Reviewer - reviewing activities
- R. Akbarinia: IEEE Transactions on Knowledge and Data Engineering (TKDE), IEEE Transactions on Fuzzy Systems, Journal of super computing.
- A. Joly: TPAMI, Methods in Ecology and Evolution, Ecology Letters, Computers and Electronics in Agriculture, Environmental Research Letters, Multimedia Systems.
- A. Liutkus: IEEE TASLP, IEEE SPL, JOSS, arxiv moderator for eess.AS
- F. Masseglia: Journal of Machine Learning Research (JMLR).
10.1.4 Invited talks
- P. Valduriez: "Innovation : startup strategies", CEFET, Rio de Janeiro, 5 August 2022.
- A. Joly: "Plant disease characterization based on deep learning", CAPTE conference, Avignon, 2022.
- A. Joly: "Environmental ethics and fairness issues in the design of AI algorithms for biodiversity", PIT colloquium, online, 2022.
- A. Joly: "Pl@ntNet overview", German federal workshop on Geotagged photos in the context of the CAP, online 2022.
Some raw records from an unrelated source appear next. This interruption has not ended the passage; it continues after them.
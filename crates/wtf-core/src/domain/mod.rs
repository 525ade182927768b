// ============================================================================
//  CLEAN MODULE BOUNDARIES
// ============================================================================

//! Core domain layer for wtf-init.
//!
//! Pure data and rules: the fixed project layout, path and permission
//! value types, and the report produced by a scaffold run. All I/O is
//! handled via ports defined in the application layer.
//!
//! - **No I/O**: No filesystem, terminal, or environment access
//! - **No external crates**: Only std library + thiserror + serde derives
pub mod entities;
pub mod error;
pub mod layout;

mod validation;

pub use entities::{
    common::{Access, Permissions, RelativePath},
    report::{EntryKind, Outcome, ScaffoldEvent, ScaffoldReport, WriteMode},
    template::{ExampleFile, TemplateKind},
};

pub use error::DomainError;
pub use layout::PackageSpec;
pub use validation::DomainValidator;
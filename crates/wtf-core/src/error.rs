//! Unified error handling for wtf-core.
//!
//! Wraps domain and application errors behind one type with a category
//! (for exit codes and styling) and user-actionable suggestions.

use thiserror::Error;

use crate::application::ApplicationError;
use crate::domain::DomainError;

/// Root error type for wtf-core operations.
#[derive(Debug, Error, Clone, PartialEq)]
pub enum ScaffoldError {
    /// Errors from the domain layer (validation of names, paths, versions).
    #[error("{0}")]
    Domain(#[from] DomainError),

    /// Errors from the application layer (filesystem, prompts, catalogs).
    #[error("{0}")]
    Application(#[from] ApplicationError),

    /// Unexpected internal errors (bugs).
    #[error("Internal error: {message}. This is a bug, please report it.")]
    Internal { message: String },
}

impl ScaffoldError {
    /// Get user-actionable suggestions for fixing this error.
    pub fn suggestions(&self) -> Vec<String> {
        match self {
            Self::Domain(e) => e.suggestions(),
            Self::Application(e) => e.suggestions(),
            Self::Internal { .. } => vec![
                "This appears to be a bug in wtf-init".into(),
                "Re-run with -vvv and include the log when reporting it".into(),
            ],
        }
    }

    /// Get error category for display/styling purposes.
    pub fn category(&self) -> ErrorCategory {
        match self {
            Self::Domain(e) => e.category(),
            Self::Application(e) => e.category(),
            Self::Internal { .. } => ErrorCategory::Internal,
        }
    }

    /// `true` when the user declined to continue.
    pub fn is_cancelled(&self) -> bool {
        matches!(self, Self::Application(ApplicationError::Cancelled))
    }
}

/// Error categories for UI display.
#[derive(Debug, Clone, Copy, PartialEq, Eq)]
pub enum ErrorCategory {
    /// Bad input: project names, example paths, version strings.
    Validation,
    /// Something on disk has the wrong shape (file where a directory belongs).
    Conflict,
    /// The user answered "no".
    Cancelled,
    /// A template override directory could not be used.
    Configuration,
    /// I/O failures and bugs.
    Internal,
}

/// Convenient result type alias.
pub type ScaffoldResult<T> = Result<T, ScaffoldError>;
//! Output management and formatting.

use std::io::{self, IsTerminal};

use console::Term;
use owo_colors::OwoColorize;

use wtf_core::domain::{EntryKind, Outcome, ScaffoldEvent, ScaffoldReport};

use crate::cli::global::{GlobalArgs, OutputFormat};
use crate::config::AppConfig;

/// Manages CLI output based on configuration.
pub struct OutputManager {
    resolved_format: OutputFormat,
    quiet: bool,
    no_color: bool,
    term: Term,
}

impl OutputManager {
    /// Build an `OutputManager` from parsed CLI flags and loaded config.
    pub fn new(args: &GlobalArgs, config: &AppConfig) -> Self {
        let requested = match (args.output_format, config.output.format) {
            (OutputFormat::Auto, Some(configured)) => configured,
            (flag, _) => flag,
        };
        // Resolve Auto → Human (TTY) or Plain (piped/redirected).
        let resolved_format = if requested == OutputFormat::Auto {
            if io::stdout().is_terminal() {
                OutputFormat::Human
            } else {
                OutputFormat::Plain
            }
        } else {
            requested
        };

        Self {
            resolved_format,
            quiet: args.quiet,
            no_color: args.no_color
                || config.output.no_color
                || resolved_format != OutputFormat::Human,
            term: Term::stdout(),
        }
    }

    // ── Public write methods ───────────────────────────────────────────────

    /// Success indicator: `✓ <msg>`.
    pub fn success(&self, msg: &str) -> io::Result<()> {
        if self.silent() {
            return Ok(());
        }
        let line = if self.no_color {
            format!("\u{2713} {msg}")
        } else {
            format!("{} {}", "\u{2713}".green().bold(), msg.green())
        };
        self.term.write_line(&line)
    }

    /// Informational indicator: `ℹ <msg>`.
    pub fn info(&self, msg: &str) -> io::Result<()> {
        if self.silent() {
            return Ok(());
        }
        let line = if self.no_color {
            format!("\u{2139} {msg}")
        } else {
            format!("{} {}", "\u{2139}".blue().bold(), msg.blue())
        };
        self.term.write_line(&line)
    }

    /// Render a scaffold report: one line per step, or the whole report as
    /// JSON. JSON is written even in quiet mode.
    pub fn report(&self, report: &ScaffoldReport, dry_run: bool) -> io::Result<()> {
        if self.resolved_format == OutputFormat::Json {
            let json = serde_json::to_string_pretty(report).map_err(io::Error::from)?;
            return self.term.write_line(&json);
        }
        if self.quiet {
            return Ok(());
        }

        for event in &report.events {
            let line = describe_event(event, dry_run);
            let line = if self.no_color {
                line
            } else {
                match event.outcome {
                    Outcome::Created => line.green().to_string(),
                    Outcome::Exists => line.dimmed().to_string(),
                    Outcome::Overwritten => line.yellow().to_string(),
                    Outcome::PermissionsSet => line,
                }
            };
            self.term.write_line(&line)?;
        }
        Ok(())
    }

    /// Human messages are dropped in quiet mode and when stdout carries JSON.
    fn silent(&self) -> bool {
        self.quiet || self.resolved_format == OutputFormat::Json
    }
}

/// One human-readable line for a scaffold step.
pub fn describe_event(event: &ScaffoldEvent, dry_run: bool) -> String {
    let path = event.path.display();
    match (event.outcome, dry_run) {
        (Outcome::Created, false) => format!("Creating {path}"),
        (Outcome::Created, true) => format!("Would create {path}"),
        (Outcome::Exists, _) => match event.kind {
            EntryKind::Directory => format!("{path} already exists"),
            EntryKind::File => format!("{path} already exists."),
        },
        (Outcome::Overwritten, false) => format!("Overwriting {path}"),
        (Outcome::Overwritten, true) => format!("Would overwrite {path}"),
        (Outcome::PermissionsSet, false) => format!("Made {path} executable"),
        (Outcome::PermissionsSet, true) => format!("Would make {path} executable"),
    }
}

// ── tests ─────────────────────────────────────────────────────────────────────
//! User template directory with fallback to the built-in templates.
//!
//! Layout of an override directory (every entry optional):
//!
//! ```text
//! <dir>/
//!   root_folder_placeholder
//!   runtests.py
//!   default.yaml
//!   examples/          # copied as-is below the project root
//!     tests/pages/...
//! ```

use std::path::{Path, PathBuf};

use tracing::{debug, instrument};
use walkdir::WalkDir;
use wtf_core::{
    application::{ApplicationError, ports::TemplateCatalog},
    domain::{ExampleFile, TemplateKind},
    error::{ScaffoldError, ScaffoldResult},
};

use super::BuiltinCatalog;

const EXAMPLES_DIR: &str = "examples";

/// Reads templates from a directory; anything missing comes from [`BuiltinCatalog`].
#[derive(Debug, Clone)]
pub struct DirectoryCatalog {
    root: PathBuf,
    fallback: BuiltinCatalog,
}

impl DirectoryCatalog {
    /// Fails if `root` is not an existing directory.
    pub fn new(root: impl Into<PathBuf>) -> ScaffoldResult<Self> {
        let root = root.into();
        if !root.is_dir() {
            return Err(unavailable(&root, "not a directory"));
        }
        Ok(Self {
            root,
            fallback: BuiltinCatalog::new(),
        })
    }

    pub fn root(&self) -> &Path {
        &self.root
    }
}

impl TemplateCatalog for DirectoryCatalog {
    fn content(&self, kind: TemplateKind) -> ScaffoldResult<String> {
        let path = self.root.join(kind.file_name());
        if !path.is_file() {
            debug!(%kind, "No override, using built-in template");
            return self.fallback.content(kind);
        }
        debug!(%kind, path = %path.display(), "Using template override");
        std::fs::read_to_string(&path).map_err(|e| unavailable(&path, &e.to_string()))
    }

    #[instrument(skip_all, fields(root = %self.root.display()))]
    fn examples(&self) -> ScaffoldResult<Vec<ExampleFile>> {
        let dir = self.root.join(EXAMPLES_DIR);
        if !dir.is_dir() {
            debug!("No examples override, using built-in examples");
            return self.fallback.examples();
        }

        let mut examples = Vec::new();
        for entry in WalkDir::new(&dir).sort_by_file_name() {
            let entry = entry.map_err(|e| unavailable(&dir, &e.to_string()))?;
            if !entry.file_type().is_file() {
                continue;
            }
            let relative = entry
                .path()
                .strip_prefix(&dir)
                .map_err(|e| ScaffoldError::Internal {
                    message: format!("walkdir yielded a path outside {}: {e}", dir.display()),
                })?;
            let content = std::fs::read_to_string(entry.path())
                .map_err(|e| unavailable(entry.path(), &e.to_string()))?;
            examples.push(ExampleFile::new(relative, content)?);
        }

        debug!(count = examples.len(), "Loaded example overrides");
        Ok(examples)
    }
}

fn unavailable(path: &Path, reason: &str) -> ScaffoldError {
    ApplicationError::TemplateUnavailable {
        name: path.display().to_string(),
        reason: reason.into(),
    }
    .into()
}
//! End-to-end scaffolding against the real adapters.

use std::fs;
use std::path::{Path, PathBuf};

use wtf_adapters::{BuiltinCatalog, DryRunFilesystem, LocalFilesystem, MemoryFilesystem};
use wtf_core::{
    application::{ScaffoldOptions, ScaffoldService},
    domain::{Outcome, TemplateKind, WriteMode, layout},
};

fn local_service() -> ScaffoldService {
    ScaffoldService::new(Box::new(LocalFilesystem::new()), Box::new(BuiltinCatalog::new()))
}

fn memory_service(fs: &MemoryFilesystem) -> ScaffoldService {
    ScaffoldService::new(Box::new(fs.clone()), Box::new(BuiltinCatalog::new()))
}

/// Every file below `root` with its content, sorted by path.
fn tree(root: &Path) -> Vec<(PathBuf, String)> {
    let mut out = Vec::new();
    let mut stack = vec![root.to_path_buf()];
    while let Some(dir) = stack.pop() {
        for entry in fs::read_dir(&dir).unwrap() {
            let path = entry.unwrap().path();
            if path.is_dir() {
                out.push((path.clone(), String::from("<dir>")));
                stack.push(path);
            } else {
                let content = fs::read_to_string(&path).unwrap();
                out.push((path, content));
            }
        }
    }
    out.sort();
    out
}

#[test]
fn fresh_directory_gets_full_layout() {
    let tmp = tempfile::tempdir().unwrap();
    let project = tmp.path().join("myproj");

    local_service()
        .scaffold_project(&project, &ScaffoldOptions::new("0.1.0"))
        .unwrap();

    for name in layout::PROJECT_SUBDIRECTORIES {
        assert!(project.join(name).is_dir(), "{name} missing");
    }
    assert_eq!(
        fs::read_to_string(project.join("configs/default.yaml")).unwrap(),
        BuiltinCatalog::text(TemplateKind::DefaultConfig)
    );
    assert_eq!(
        fs::read_to_string(project.join(".wtf_root_folder")).unwrap(),
        BuiltinCatalog::text(TemplateKind::RootMarker)
    );
    let requirements = fs::read_to_string(project.join("requirements.txt")).unwrap();
    assert!(requirements.lines().any(|l| l == "wtframework==0.1.0"));

    assert_eq!(
        fs::read_to_string(project.join("tests/__init__.py")).unwrap(),
        layout::TESTS_ROOT_DESCRIPTION
    );
    for spec in &layout::TEST_PACKAGES {
        let marker = project.join("tests").join(spec.name).join("__init__.py");
        assert_eq!(fs::read_to_string(&marker).unwrap(), spec.description);
    }
    assert!(!project.join("tests/tests/test_search.py").exists());
}

#[cfg(unix)]
#[test]
fn test_runner_is_executable_by_everyone() {
    use std::os::unix::fs::PermissionsExt;

    let tmp = tempfile::tempdir().unwrap();
    local_service()
        .scaffold_project(tmp.path(), &ScaffoldOptions::new("0.1.0"))
        .unwrap();

    let mode = fs::metadata(tmp.path().join("runtests.py"))
        .unwrap()
        .permissions()
        .mode();
    assert_eq!(mode & 0o777, 0o755);
}

#[test]
fn second_run_leaves_tree_identical() {
    let tmp = tempfile::tempdir().unwrap();
    let service = local_service();
    let options = ScaffoldOptions::new("0.1.0");

    service.scaffold_project(tmp.path(), &options).unwrap();
    let first = tree(tmp.path());

    let report = service.scaffold_project(tmp.path(), &options).unwrap();

    assert_eq!(tree(tmp.path()), first);
    assert_eq!(report.mutation_count(), 0);
}

#[test]
fn rerun_keeps_user_edits_and_user_files() {
    let tmp = tempfile::tempdir().unwrap();
    let service = local_service();
    let options = ScaffoldOptions::new("0.1.0");
    service.scaffold_project(tmp.path(), &options).unwrap();

    let config = tmp.path().join("configs/default.yaml");
    fs::write(&config, "timeout: 99\n").unwrap();
    let user_file = tmp.path().join("tests/pages/login_page.py");
    fs::write(&user_file, "class LoginPage: pass\n").unwrap();

    service.scaffold_project(tmp.path(), &options).unwrap();

    assert_eq!(fs::read_to_string(&config).unwrap(), "timeout: 99\n");
    assert_eq!(
        fs::read_to_string(&user_file).unwrap(),
        "class LoginPage: pass\n"
    );
}

#[test]
fn force_restores_templates_but_spares_user_files() {
    let tmp = tempfile::tempdir().unwrap();
    let service = local_service();
    service
        .scaffold_project(tmp.path(), &ScaffoldOptions::new("0.1.0"))
        .unwrap();

    let config = tmp.path().join("configs/default.yaml");
    fs::write(&config, "timeout: 99\n").unwrap();
    let user_file = tmp.path().join("data/users.csv");
    fs::write(&user_file, "alice\n").unwrap();

    let report = service
        .scaffold_project(
            tmp.path(),
            &ScaffoldOptions::new("0.2.0").overwrite_templates(true),
        )
        .unwrap();

    assert_eq!(
        fs::read_to_string(&config).unwrap(),
        BuiltinCatalog::text(TemplateKind::DefaultConfig)
    );
    assert!(
        fs::read_to_string(tmp.path().join("requirements.txt"))
            .unwrap()
            .contains("wtframework==0.2.0")
    );
    assert_eq!(fs::read_to_string(&user_file).unwrap(), "alice\n");
    assert_eq!(report.outcome_of(&config), Some(Outcome::Overwritten));
}

#[test]
fn examples_are_rewritten_on_every_run() {
    let tmp = tempfile::tempdir().unwrap();
    let service = local_service();
    let options = ScaffoldOptions::new("0.1.0").with_examples(true);

    service.scaffold_project(tmp.path(), &options).unwrap();
    let example = tmp.path().join("tests/tests/test_search.py");
    let original = fs::read_to_string(&example).unwrap();
    fs::write(&example, "# my local edits\n").unwrap();

    let report = service.scaffold_project(tmp.path(), &options).unwrap();

    assert_eq!(fs::read_to_string(&example).unwrap(), original);
    assert_eq!(report.outcome_of(&example), Some(Outcome::Overwritten));
}

#[test]
fn file_in_place_of_directory_is_a_conflict() {
    let tmp = tempfile::tempdir().unwrap();
    fs::write(tmp.path().join("reports"), "not a directory").unwrap();

    let err = local_service()
        .scaffold_project(tmp.path(), &ScaffoldOptions::new("0.1.0"))
        .unwrap_err();

    assert!(err.to_string().contains("reports"));
    assert!(err.to_string().contains("not a directory"));
}

#[test]
fn dry_run_reports_a_real_first_run_and_writes_nothing() {
    let tmp = tempfile::tempdir().unwrap();
    let project = tmp.path().join("myproj");
    let options = ScaffoldOptions::new("0.1.0").with_examples(true);

    let dry = ScaffoldService::new(
        Box::new(DryRunFilesystem::new(LocalFilesystem::new())),
        Box::new(BuiltinCatalog::new()),
    );
    let planned = dry.scaffold_project(&project, &options).unwrap();
    assert!(!project.exists());

    let actual = local_service().scaffold_project(&project, &options).unwrap();
    assert_eq!(planned, actual);
}

#[test]
fn memory_filesystem_matches_layout() {
    let memory = MemoryFilesystem::new();
    let service = memory_service(&memory);
    let root = Path::new("/work/myproj");

    let report = service
        .scaffold_project(root, &ScaffoldOptions::new("0.1.0"))
        .unwrap();

    assert!(memory.is_executable(&root.join("runtests.py")));
    // marker, runner, config, 7 package markers, requirements
    assert_eq!(memory.snapshot().len(), 11);
    assert_eq!(report.count(Outcome::Created), memory.snapshot().len() + 14);
}

#[test]
fn test_tree_alone_can_be_scaffolded() {
    let memory = MemoryFilesystem::new();
    let service = memory_service(&memory);
    let tests_root = Path::new("/work/tests");

    service
        .scaffold_test_tree(tests_root, WriteMode::SkipExisting)
        .unwrap();

    for spec in &layout::TEST_PACKAGES {
        let marker = tests_root.join(spec.name).join("__init__.py");
        assert_eq!(memory.read_file(&marker).as_deref(), Some(spec.description));
    }
}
- A. Joly: "Tutorial on Vision Transformers", Imaginecology, Villeurbane, 2022.
- C. Pradal: "Plant & Crop Modeling", One Planet Fellowship Seminar, Montpellier, May 2022
- C. Pradal: "Towards Digital Twins for Horticulture", keynote talk, IHC 2022, Angers, August 2022
- C. Pradal: "Multiscale plant modeling and phenotyping in OpenAlea", keynote talk, OMICS Symposium 2022, Cali, Colombia, November 2022.
10.1.5 Leadership within the scientific community
- E. Pacitti: Member of the Steering Committee of the BDA conference.
- A. Joly: Foundator & scientific coordinator of LifeCLEF virtual lab: computer-assisted identification of living organisms (19 collaborators for the organization, 100s of registrants/participants, 100s publications, 1000s citations)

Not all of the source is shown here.